Finger on the Pulse: From our Blogroll and Beyond

Finger on the Pulse: From our Blogroll and Beyond will be a weekly feature on The Legal Pulse, providing references to stories, analyses, and information relevant to the work of the Washington Legal Foundation and of interest to our friends and allies.

Friday, April 30

WLF’s 2010 Freedom and Justice Writing Competition

Washington Legal Foundation is pleased to announce its 2010 Freedom and Justice Writing Competition.  This year, law students will be asked to respond to the following prompt:

In Ashcroft v. Iqbal, 129 S. Ct. 1937  (2009) and Bell Atlantic Corp. v. Twombly, 127 S. Ct. 1955 (2007), the U.S. Supreme Court issued rulings which clarified its interpretation of the standards of particularity that plaintiffs must meet when crafting civil litigation complaints. Federal legislation, such as The Notice Pleading Restoration Act of 2009, S.1504, is being considered to overturn these decisions. Explain the Court’s rulings in the two cases; assess case analysis of lower court decisions to see what impact the rulings have had, and examine the effect the repeal of Iqbal and Twombly would have on the civil litigation environment.

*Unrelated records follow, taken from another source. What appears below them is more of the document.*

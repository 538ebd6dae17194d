//! # Plinth Protocols
//!
//! Contract definitions for the plinth extension runtime. This crate
//! contains the types and traits shared between the runtime and its
//! embedders - no orchestration logic lives here.
//!
//! ## Core contracts
//!
//! - [`Extension`] - the shape of a pluggable unit (manifest + activate/deactivate)
//! - [`Host`] - the capability surface an embedding process injects
//! - [`RuntimeContribution`] - what an activated extension exposes
//! - [`SlotObservable`] - observable UI slot state
//! - [`RegistryEvent`] - lifecycle notifications

pub mod capability;
pub mod contribution;
pub mod error;
pub mod event;
pub mod extension;
pub mod slot;
pub mod subscriber;
pub mod types;

pub use capability::{
    Capability, Host, HostLogger, IpcBridge, IpcListener, IpcSubscription, LogLevel, Notification,
    Notifications, ScheduleOptions, Scheduler, Storage, TaskPriority, TimerHandle, Timers,
};
pub use contribution::{
    ChannelDefinition, DisposeFn, RuntimeContribution, ServiceDefinition, ToolDefinition, UiSlot,
};
pub use error::{DiscoveryError, ExtensionError, HostError, RegistryError};
pub use event::{RegistryEvent, RegistryEventKind};
pub use extension::{Extension, ExtensionContext, ExtensionManifest, ExtensionStatus};
pub use slot::{
    BadgeValue, ListBody, ListPanel, PanelAction, PanelConfig, PanelItem, PanelSection,
    SlotListener, SlotObservable, SlotSource, SlotState,
};
pub use subscriber::{SubscriberId, Subscribers};
pub use types::Metadata;
//! # Plinth Config
//!
//! Schema-driven configuration for extensions: a field-typed schema with
//! per-kind validation rules, default application, secret redaction, and
//! a per-extension [`ConfigManager`] with injected persistence.

pub mod error;
pub mod manager;
pub mod schema;
pub mod validator;

pub use error::{ConfigError, ValidationRule};
pub use manager::{ConfigManager, ConfigStatus, ConfigStore};
pub use schema::{ConfigSchema, ConfigValue, ConfigValues, FieldDescriptor, FieldKind, SelectOption};
pub use validator::validate_value;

The winning student will have his paper published in WLF Legal Backgrounder format and widely distributed to federal and state judges; electronic and print media reporters; state attorneys general; attorneys practicing in the respective field, both in private and corporate practice, as well as influential academics.

For more information on this year’s competition, click here.

To see last year’s winning paper by Saurabh Vishnubhakat, a third year law student at Franklin Pierce Law Center, click here.

No Class (Actions): Supreme Court Decision a Win for Arbitration and the Civil Justice System

The Supreme Court’s decision on Tuesday, April 27 in Stolt-Nielsen v. AnimalFeed may not be the final death knell for class-wide adjudication of claims subject to arbitration agreements, but it is pretty darn close.  While plaintiffs’ lawyers can be expected to assert numerous grounds for distinguishing their cases from Stolt-Nielsen, Justice Alito’s sweeping decision leaves them very little wiggle room.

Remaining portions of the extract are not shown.